# ABOUT THIS EXERCISE
Transcribe the entries, keeping every character the same.

[Saved data entries]
......
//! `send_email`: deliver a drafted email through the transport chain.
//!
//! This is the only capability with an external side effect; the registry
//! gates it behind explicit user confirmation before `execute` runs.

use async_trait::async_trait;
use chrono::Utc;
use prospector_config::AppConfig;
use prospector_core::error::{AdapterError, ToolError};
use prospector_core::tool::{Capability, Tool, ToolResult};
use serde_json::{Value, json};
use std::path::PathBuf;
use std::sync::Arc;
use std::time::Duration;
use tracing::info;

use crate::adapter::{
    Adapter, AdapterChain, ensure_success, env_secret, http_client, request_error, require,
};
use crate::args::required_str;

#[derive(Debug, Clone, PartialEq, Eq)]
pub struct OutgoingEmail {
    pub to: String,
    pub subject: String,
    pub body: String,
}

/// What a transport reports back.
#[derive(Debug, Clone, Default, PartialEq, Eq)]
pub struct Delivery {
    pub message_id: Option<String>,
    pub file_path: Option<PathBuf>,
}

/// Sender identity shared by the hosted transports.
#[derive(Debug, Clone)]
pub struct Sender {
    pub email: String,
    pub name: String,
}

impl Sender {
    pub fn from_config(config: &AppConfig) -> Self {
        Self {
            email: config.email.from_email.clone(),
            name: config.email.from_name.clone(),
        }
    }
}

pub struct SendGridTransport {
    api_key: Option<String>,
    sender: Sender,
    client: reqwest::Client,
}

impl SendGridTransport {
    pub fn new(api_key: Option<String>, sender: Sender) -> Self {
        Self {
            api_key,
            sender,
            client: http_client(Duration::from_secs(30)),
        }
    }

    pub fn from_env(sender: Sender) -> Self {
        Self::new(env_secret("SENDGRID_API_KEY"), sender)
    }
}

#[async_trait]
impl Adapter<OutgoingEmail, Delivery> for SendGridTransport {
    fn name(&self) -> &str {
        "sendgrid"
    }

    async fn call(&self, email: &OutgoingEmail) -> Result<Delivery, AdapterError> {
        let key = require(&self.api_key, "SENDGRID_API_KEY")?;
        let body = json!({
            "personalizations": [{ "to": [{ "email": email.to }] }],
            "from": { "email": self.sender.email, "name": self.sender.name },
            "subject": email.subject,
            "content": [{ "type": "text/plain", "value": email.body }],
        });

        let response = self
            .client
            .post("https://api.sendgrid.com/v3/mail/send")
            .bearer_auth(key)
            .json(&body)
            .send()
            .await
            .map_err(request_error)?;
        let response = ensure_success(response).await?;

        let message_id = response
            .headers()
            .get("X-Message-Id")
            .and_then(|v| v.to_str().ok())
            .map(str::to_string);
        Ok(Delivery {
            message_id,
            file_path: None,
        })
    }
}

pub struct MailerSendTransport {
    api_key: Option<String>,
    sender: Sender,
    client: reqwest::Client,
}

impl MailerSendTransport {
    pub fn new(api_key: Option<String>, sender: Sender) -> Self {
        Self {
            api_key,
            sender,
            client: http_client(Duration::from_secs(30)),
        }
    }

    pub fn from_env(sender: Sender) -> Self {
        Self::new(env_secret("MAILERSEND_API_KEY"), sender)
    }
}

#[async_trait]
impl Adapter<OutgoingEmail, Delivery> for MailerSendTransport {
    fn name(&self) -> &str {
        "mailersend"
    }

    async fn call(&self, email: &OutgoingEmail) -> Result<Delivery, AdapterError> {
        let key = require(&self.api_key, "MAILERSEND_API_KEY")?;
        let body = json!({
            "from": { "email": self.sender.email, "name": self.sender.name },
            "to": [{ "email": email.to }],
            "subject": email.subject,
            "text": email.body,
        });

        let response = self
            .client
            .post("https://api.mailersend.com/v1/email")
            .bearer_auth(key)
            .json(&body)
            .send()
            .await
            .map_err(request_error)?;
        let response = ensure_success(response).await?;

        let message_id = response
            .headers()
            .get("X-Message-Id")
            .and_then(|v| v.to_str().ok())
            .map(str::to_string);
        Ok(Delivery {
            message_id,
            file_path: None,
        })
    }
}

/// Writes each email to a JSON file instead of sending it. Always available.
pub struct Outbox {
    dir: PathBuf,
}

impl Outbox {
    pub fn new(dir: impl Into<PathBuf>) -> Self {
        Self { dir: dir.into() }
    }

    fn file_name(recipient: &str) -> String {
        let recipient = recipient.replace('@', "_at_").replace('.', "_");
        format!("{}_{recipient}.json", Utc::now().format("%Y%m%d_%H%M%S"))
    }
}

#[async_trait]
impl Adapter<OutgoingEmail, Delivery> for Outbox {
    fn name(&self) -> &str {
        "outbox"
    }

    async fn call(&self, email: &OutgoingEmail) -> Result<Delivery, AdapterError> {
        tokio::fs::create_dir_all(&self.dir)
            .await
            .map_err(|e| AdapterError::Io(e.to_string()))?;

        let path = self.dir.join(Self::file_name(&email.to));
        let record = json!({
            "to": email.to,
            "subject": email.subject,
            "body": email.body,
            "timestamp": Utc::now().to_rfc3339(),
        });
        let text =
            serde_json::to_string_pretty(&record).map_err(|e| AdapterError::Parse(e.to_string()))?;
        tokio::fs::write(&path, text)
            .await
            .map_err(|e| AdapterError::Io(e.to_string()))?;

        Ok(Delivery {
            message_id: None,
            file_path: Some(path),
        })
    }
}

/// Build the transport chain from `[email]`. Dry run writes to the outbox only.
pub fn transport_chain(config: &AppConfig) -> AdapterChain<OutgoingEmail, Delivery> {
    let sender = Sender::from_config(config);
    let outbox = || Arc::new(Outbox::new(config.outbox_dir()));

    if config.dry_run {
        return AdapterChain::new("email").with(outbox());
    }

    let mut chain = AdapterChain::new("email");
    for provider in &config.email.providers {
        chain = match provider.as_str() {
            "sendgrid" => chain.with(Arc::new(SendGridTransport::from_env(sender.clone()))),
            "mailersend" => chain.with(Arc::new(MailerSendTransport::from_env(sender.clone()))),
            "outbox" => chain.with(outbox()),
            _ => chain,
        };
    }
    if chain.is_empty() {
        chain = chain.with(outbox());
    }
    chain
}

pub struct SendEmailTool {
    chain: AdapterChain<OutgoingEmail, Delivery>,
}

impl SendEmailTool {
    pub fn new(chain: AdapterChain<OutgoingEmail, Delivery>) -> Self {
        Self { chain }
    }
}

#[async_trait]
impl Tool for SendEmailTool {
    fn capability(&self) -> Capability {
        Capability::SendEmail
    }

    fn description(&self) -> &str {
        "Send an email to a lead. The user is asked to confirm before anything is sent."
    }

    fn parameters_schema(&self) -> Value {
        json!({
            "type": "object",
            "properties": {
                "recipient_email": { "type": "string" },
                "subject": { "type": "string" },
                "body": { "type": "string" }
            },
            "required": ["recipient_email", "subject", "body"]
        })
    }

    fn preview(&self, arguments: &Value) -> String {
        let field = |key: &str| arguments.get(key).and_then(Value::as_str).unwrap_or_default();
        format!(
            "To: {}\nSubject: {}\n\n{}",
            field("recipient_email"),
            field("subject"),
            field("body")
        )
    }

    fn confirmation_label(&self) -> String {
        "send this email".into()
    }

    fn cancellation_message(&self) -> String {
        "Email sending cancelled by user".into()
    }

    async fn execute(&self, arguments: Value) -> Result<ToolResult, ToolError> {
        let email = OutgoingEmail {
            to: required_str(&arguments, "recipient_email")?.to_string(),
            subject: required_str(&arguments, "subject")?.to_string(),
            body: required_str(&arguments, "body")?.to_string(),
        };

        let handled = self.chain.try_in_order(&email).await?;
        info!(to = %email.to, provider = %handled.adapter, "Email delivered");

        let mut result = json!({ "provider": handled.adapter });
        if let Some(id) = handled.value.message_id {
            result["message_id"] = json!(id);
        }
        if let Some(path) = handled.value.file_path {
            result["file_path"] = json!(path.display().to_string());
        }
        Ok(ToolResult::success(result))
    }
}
......
# SOLUTION
//! `send_email`: deliver a drafted email through the transport chain.
//!
//! This is the only capability with an external side effect; the registry
//! gates it behind explicit user confirmation before `execute` runs.

use async_trait::async_trait;
use chrono::Utc;
use prospector_config::AppConfig;
use prospector_core::error::{AdapterError, ToolError};
use prospector_core::tool::{Capability, Tool, ToolResult};
use serde_json::{Value, json};
use std::path::PathBuf;
use std::sync::Arc;
use std::time::Duration;
use tracing::info;

use crate::adapter::{
    Adapter, AdapterChain, ensure_success, env_secret, http_client, request_error, require,
};
use crate::args::required_str;

#[derive(Debug, Clone, PartialEq, Eq)]
pub struct OutgoingEmail {
    pub to: String,
    pub subject: String,
    pub body: String,
}

/// What a transport reports back.
#[derive(Debug, Clone, Default, PartialEq, Eq)]
pub struct Delivery {
    pub message_id: Option<String>,
    pub file_path: Option<PathBuf>,
}

/// Sender identity shared by the hosted transports.
#[derive(Debug, Clone)]
pub struct Sender {
    pub email: String,
    pub name: String,
}

impl Sender {
    pub fn from_config(config: &AppConfig) -> Self {
        Self {
            email: config.email.from_email.clone(),
            name: config.email.from_name.clone(),
        }
    }
}

pub struct SendGridTransport {
    api_key: Option<String>,
    sender: Sender,
    client: reqwest::Client,
}

impl SendGridTransport {
    pub fn new(api_key: Option<String>, sender: Sender) -> Self {
        Self {
            api_key,
            sender,
            client: http_client(Duration::from_secs(30)),
        }
    }

    pub fn from_env(sender: Sender) -> Self {
        Self::new(env_secret("SENDGRID_API_KEY"), sender)
    }
}

#[async_trait]
impl Adapter<OutgoingEmail, Delivery> for SendGridTransport {
    fn name(&self) -> &str {
        "sendgrid"
    }

    async fn call(&self, email: &OutgoingEmail) -> Result<Delivery, AdapterError> {
        let key = require(&self.api_key, "SENDGRID_API_KEY")?;
        let body = json!({
            "personalizations": [{ "to": [{ "email": email.to }] }],
            "from": { "email": self.sender.email, "name": self.sender.name },
            "subject": email.subject,
            "content": [{ "type": "text/plain", "value": email.body }],
        });

        let response = self
            .client
            .post("https://api.sendgrid.com/v3/mail/send")
            .bearer_auth(key)
            .json(&body)
            .send()
            .await
            .map_err(request_error)?;
        let response = ensure_success(response).await?;

        let message_id = response
            .headers()
            .get("X-Message-Id")
            .and_then(|v| v.to_str().ok())
            .map(str::to_string);
        Ok(Delivery {
            message_id,
            file_path: None,
        })
    }
}

pub struct MailerSendTransport {
    api_key: Option<String>,
    sender: Sender,
    client: reqwest::Client,
}

impl MailerSendTransport {
    pub fn new(api_key: Option<String>, sender: Sender) -> Self {
        Self {
            api_key,
            sender,
            client: http_client(Duration::from_secs(30)),
        }
    }

    pub fn from_env(sender: Sender) -> Self {
        Self::new(env_secret("MAILERSEND_API_KEY"), sender)
    }
}

#[async_trait]
impl Adapter<OutgoingEmail, Delivery> for MailerSendTransport {
    fn name(&self) -> &str {
        "mailersend"
    }

    async fn call(&self, email: &OutgoingEmail) -> Result<Delivery, AdapterError> {
        let key = require(&self.api_key, "MAILERSEND_API_KEY")?;
        let body = json!({
            "from": { "email": self.sender.email, "name": self.sender.name },
            "to": [{ "email": email.to }],
            "subject": email.subject,
            "text": email.body,
        });

        let response = self
            .client
            .post("https://api.mailersend.com/v1/email")
            .bearer_auth(key)
            .json(&body)
            .send()
            .await
            .map_err(request_error)?;
        let response = ensure_success(response).await?;

        let message_id = response
            .headers()
            .get("X-Message-Id")
            .and_then(|v| v.to_str().ok())
            .map(str::to_string);
        Ok(Delivery {
            message_id,
            file_path: None,
        })
    }
}

/// Writes each email to a JSON file instead of sending it. Always available.
pub struct Outbox {
    dir: PathBuf,
}

impl Outbox {
    pub fn new(dir: impl Into<PathBuf>) -> Self {
        Self { dir: dir.into() }
    }

    fn file_name(recipient: &str) -> String {
        let recipient = recipient.replace('@', "_at_").replace('.', "_");
        format!("{}_{recipient}.json", Utc::now().format("%Y%m%d_%H%M%S"))
    }
}

#[async_trait]
impl Adapter<OutgoingEmail, Delivery> for Outbox {
    fn name(&self) -> &str {
        "outbox"
    }

    async fn call(&self, email: &OutgoingEmail) -> Result<Delivery, AdapterError> {
        tokio::fs::create_dir_all(&self.dir)
            .await
            .map_err(|e| AdapterError::Io(e.to_string()))?;

        let path = self.dir.join(Self::file_name(&email.to));
        let record = json!({
            "to": email.to,
            "subject": email.subject,
            "body": email.body,
            "timestamp": Utc::now().to_rfc3339(),
        });
        let text =
            serde_json::to_string_pretty(&record).map_err(|e| AdapterError::Parse(e.to_string()))?;
        tokio::fs::write(&path, text)
            .await
            .map_err(|e| AdapterError::Io(e.to_string()))?;

        Ok(Delivery {
            message_id: None,
            file_path: Some(path),
        })
    }
}

/// Build the transport chain from `[email]`. Dry run writes to the outbox only.
pub fn transport_chain(config: &AppConfig) -> AdapterChain<OutgoingEmail, Delivery> {
    let sender = Sender::from_config(config);
    let outbox = || Arc::new(Outbox::new(config.outbox_dir()));

    if config.dry_run {
        return AdapterChain::new("email").with(outbox());
    }

    let mut chain = AdapterChain::new("email");
    for provider in &config.email.providers {
        chain = match provider.as_str() {
            "sendgrid" => chain.with(Arc::new(SendGridTransport::from_env(sender.clone()))),
            "mailersend" => chain.with(Arc::new(MailerSendTransport::from_env(sender.clone()))),
            "outbox" => chain.with(outbox()),
            _ => chain,
        };
    }
    if chain.is_empty() {
        chain = chain.with(outbox());
    }
    chain
}

pub struct SendEmailTool {
    chain: AdapterChain<OutgoingEmail, Delivery>,
}

impl SendEmailTool {
    pub fn new(chain: AdapterChain<OutgoingEmail, Delivery>) -> Self {
        Self { chain }
    }
}

#[async_trait]
impl Tool for SendEmailTool {
    fn capability(&self) -> Capability {
        Capability::SendEmail
    }

    fn description(&self) -> &str {
        "Send an email to a lead. The user is asked to confirm before anything is sent."
    }

    fn parameters_schema(&self) -> Value {
        json!({
            "type": "object",
            "properties": {
                "recipient_email": { "type": "string" },
                "subject": { "type": "string" },
                "body": { "type": "string" }
            },
            "required": ["recipient_email", "subject", "body"]
        })
    }

    fn preview(&self, arguments: &Value) -> String {
        let field = |key: &str| arguments.get(key).and_then(Value::as_str).unwrap_or_default();
        format!(
            "To: {}\nSubject: {}\n\n{}",
            field("recipient_email"),
            field("subject"),
            field("body")
        )
    }

    fn confirmation_label(&self) -> String {
        "send this email".into()
    }

    fn cancellation_message(&self) -> String {
        "Email sending cancelled by user".into()
    }

    async fn execute(&self, arguments: Value) -> Result<ToolResult, ToolError> {
        let email = OutgoingEmail {
            to: required_str(&arguments, "recipient_email")?.to_string(),
            subject: required_str(&arguments, "subject")?.to_string(),
            body: required_str(&arguments, "body")?.to_string(),
        };

        let handled = self.chain.try_in_order(&email).await?;
        info!(to = %email.to, provider = %handled.adapter, "Email delivered");

        let mut result = json!({ "provider": handled.adapter });
        if let Some(id) = handled.value.message_id {
            result["message_id"] = json!(id);
        }
        if let Some(path) = handled.value.file_path {
            result["file_path"] = json!(path.display().to_string());
        }
        Ok(ToolResult::success(result))
    }
}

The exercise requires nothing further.